136 M verts/sec on GeForce4 Ti ?

I acheive this figure (on GF2 GTS) also, with simpler very-long triangle strips, compiled into a display list (instead of interleaved VAR). The numbers agree with the 250/200 core clock difference between GTS and ultra

But my GF2 GTS can do it with VAR. It’s still strange that using the same rendering mode (VAR), my GF2 (200 core) renders at >24MT/s, and your GF2U (250 core) only at 22MT/s…

What does CPU has to do with it? With VAR or display list, its being ‘read’ from video memory, not over AGP, when its drawn.

Well, the CPU still spends a lot of time in the driver with indexed primitives. I don’t know why, but it does. If you use glDrawArrays, this gets much, much less, but then can’t use the vertex cache. But you could try using glDrawArrays for the independent triangles with non-shared verts…

But my original benchmarks were using display lists, for exactly that reason. Matt’s dictum “use VAR” moved me off.

There are two sides to this. First, Matt or Cass once said that they are not storing geometry in video memory, but in AGP for display lists. Second, display lists can usually surpass VAR because the driver can do other optimizations as well. But VAR can be faster because you can store data in video memory, and it’s more flexible because you can change data during runtime, and with VAR you (almost) always know what you get. If you have a large amoung of geometry, this may stay in system memory with display lists, and could be very inefficient.

What is the expected vertex rate?

I don’t see why 4., 5. and 6. should be slower than 3. This actually shouldn’t have anything to do with the vertex cache, since even with 3., the geometry engine could handle the number of triangles transformed without a vertex cache (at least for strips). So it’s something else at work here. And I’m not sure about being setup limited - this doesn’t sound logical to me.

How did you do the vertex cache simulation?

There’s code (it’s actually very simple) for that in the NvTriStrip lib at developer.nvidia.com. You just put the indices onto a fifo and for every index you send, you only count it if it’s not already in the cache.

Do you see any disadvantage of using display list instead of VAR?
I mean, if the driver implementation is good (and I think it is), then display list allows for no data to be sent over AGP at all (except the small glCallList token).

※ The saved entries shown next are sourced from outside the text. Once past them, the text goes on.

//! Bundle fixtures shared by the CLI tests.
#![allow(dead_code)]

use base64::Engine;
use flate2::write::GzEncoder;
use flate2::Compression;
use serde_json::{json, Value};
use std::io::Write;
use std::path::Path;
use tar::{Builder, EntryType, Header};

pub const BAG_INFO: &str = "\
Bag-Software-Agent: bagit.py v1.8.1
Bagging-Date: 2024-05-01
Epoch-Day: 19844
Epoch-Hour: 476256
Epoch-Month: 652
Epoch-Week: 2834
Epoch-Year: 54
Fact-Datum-Identifier: 0b1f5f6e-3f3b-4f59-8a70-3c1d2e4f5a6b
Fact-Datum-URN: urn:orcfax:0b1f5f6e-3f3b-4f59-8a70-3c1d2e4f5a6b
Fact-Datum-Value: 0.4612
Fact-Description: ADA-USD|USD-ADA
Fact-Validation-Date: 2024-05-01T10:00:06Z
Feed-ID: CER/ADA-USD/3
Feed-Name: ADA-USD|USD-ADA
Feed-Type: CER
Package-Version: 1
Packaging-Agent: orcfax-archiver
Payload-Oxum: 2048.4
Source-Organization: Orcfax
System-Identifier: 1c9e4c1a-1234-4d3b-9a0f-0d9f3c2b1a00
System-Name: validator
System-Version: 2.0.1
Unix-Time: 1714557606
";

fn b64(value: &Value) -> String {
    base64::engine::general_purpose::STANDARD.encode(serde_json::to_vec(value).unwrap())
}

fn message(request_url: &str, price: &str) -> Value {
    let inner = json!({
        "request_url": request_url,
        "response": b64(&json!({ "price": price }))
    });
    json!({
        "@context": "https://schema.org",
        "@type": "Message",
        "name": "data collection message",
        "messageAttachment": {
            "encoding": "application/json;base64",
            "text": b64(&inner)
        }
    })
}

fn cex_validation(values: &[&str]) -> Value {
    json!({
        "@context": "https://schema.org",
        "type": "MediaObject",
        "identifier": "urn:orcfax:7d3c1f0a",
        "isBasedOn": {
            "@type": "MediaObject",
            "name": "ADA-USD|USD-ADA",
            "identifier": "collector-node-7"
        },
        "contributor": {
            "@type": "Organization",
            "name": "Orcfax",
            "locationCreated": {
                "address": {
                    "@type": "PostalAddress",
                    "addressLocality": "Wallonia",
                    "addressRegion": "BE",
                    "geo": "50.5,4.5"
                }
            }
        },
        "additionalType": [
            {
                "@type": "Event",
                "description": "data collection",
                "startDate": "2024-05-01T10:00:05Z",
                "recordedIn": {
                    "@type": "CreativeWork",
                    "description": {
                        "@type": "TextObject",
                        "comment": "signature of the collected data",
                        "sha256": "3b1f0c9e"
                    },
                    "hasPart": [
                        {
                            "@type": "CreativeWork",
                            "description": "collecting timestamp",
                            "text": "2024-05-01T10:00:00Z"
                        },
                        {
                            "@type": "CreativeWork",
                            "description": "data points for ADA-USD",
                            "text": ["0.45", "0.46", "0.47"]
                        },
                        {
                            "@type": "CreativeWork",
                            "description": "node identifier (uuid)",
                            "text": "6a2d2c54-7f14-4b0a-9a55-1c9a0f3c2e11"
                        }
                    ]
                }
            },
            {
                "@type": "Event",
                "description": "selection of median value from collected node data",
                "startDate": "2024-05-01T10:00:06Z",
                "about": {
                    "@type": "StatisticalVariable",
                    "measurementMethod": "median calculation of a minimum of three data sources from the selected collector node",
                    "measurementTechnique": [
                        { "@type": "PropertyValue", "name": "binance", "value": "0.45" }
                    ],
                    "variableMeasured": {
                        "@type": "Observation",
                        "measurementMethod": "median value",
                        "value": "0.46",
                        "valueReference": values
                    }
                }
            }
        ]
    })
}

fn append(builder: &mut Builder<Vec<u8>>, path: &str, content: &[u8], kind: EntryType) {
    let mut header = Header::new_gnu();
    header.set_entry_type(kind);
    header.set_size(content.len() as u64);
    header.set_mode(if kind == EntryType::Directory { 0o755 } else { 0o644 });
    header.set_mtime(0);
    builder.append_data(&mut header, path, content).unwrap();
}

/// A complete CEX bag: bag-info, two collector messages and a validation file.
pub fn cex_bundle() -> Vec<u8> {
    let mut builder = Builder::new(Vec::new());
    append(&mut builder, "bag/", b"", EntryType::Directory);
    append(&mut builder, "bag/bag-info.txt", BAG_INFO.as_bytes(), EntryType::Regular);
    append(&mut builder, "bag/data/", b"", EntryType::Directory);
    for (name, url, price) in [
        ("bag/data/message-binance.tick_2024-05-01T10:00:00Z.json", "https://api.binance.com", "0.45"),
        ("bag/data/message-kraken-2024-05-01T10:00:01Z.json", "https://api.kraken.com", "0.47"),
    ] {
        let body = serde_json::to_vec_pretty(&message(url, price)).unwrap();
        append(&mut builder, name, &body, EntryType::Regular);
    }
    let validation = serde_json::to_vec_pretty(&cex_validation(&["0.45", "0.47"])).unwrap();
    append(&mut builder, "bag/data/validation-ada-usd.json", &validation, EntryType::Regular);
    append(&mut builder, "bag/data/raw.bin", &[0xde, 0xad, 0xbe, 0xef], EntryType::Regular);

    let tar = builder.into_inner().unwrap();
    let mut encoder = GzEncoder::new(Vec::new(), Compression::default());
    encoder.write_all(&tar).unwrap();
    encoder.finish().unwrap()
}

pub fn roster_json(names: &[&str]) -> String {
    let sources: Vec<Value> = names
        .iter()
        .enumerate()
        .map(|(i, name)| json!({ "id": format!("s{}", i + 1), "name": name, "type": "CEX API" }))
        .collect();
    serde_json::to_string(&sources).unwrap()
}

pub fn write_fixtures(dir: &Path, roster: &[&str]) -> (std::path::PathBuf, std::path::PathBuf) {
    let bundle = dir.join("tx-cex.tar.gz");
    let sources = dir.join("sources.json");
    std::fs::write(&bundle, cex_bundle()).unwrap();
    std::fs::write(&sources, roster_json(roster)).unwrap();
    (bundle, sources)
}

As said above, no dynamic meshes, bad for very large meshes, no control. But if you have a medium number of very small meshes with state changes in between, you can’t beat display lists.

730Mhz P3 for the GF2 Ultra

with AGP 2x, I guess… Well that might explain the slowdown for the larger meshes with independent triangles on the GF2 - lot’s of index traffic!

1. indep tris, non-shared verts, 6x32 -> 35:12 134:44
2. VAR indep tris, non shared verts, 64x64 GF2U->32:11 GF4->47:16

I don’t understand - why is the GF4 suddenly so slow for independent tris? Are you sure you really tested non-shared vertices the first time round?

And no, on a PIV I don’t think that index traffer can be a problem…

Michael


But my GF2 GTS can do it with VAR. It’s still strange that using the same rendering mode (VAR), my GF2 (200 core) renders at >24MT/s, and your GF2U (250 core) only at 22MT/s…

At least it renderes at 31 MT/s with display list…

I wonder what happens if I plug the DrawElements in a display list. Will it ‘remember’ the “vertex repeats” and utilize the vertex cache when I call the list?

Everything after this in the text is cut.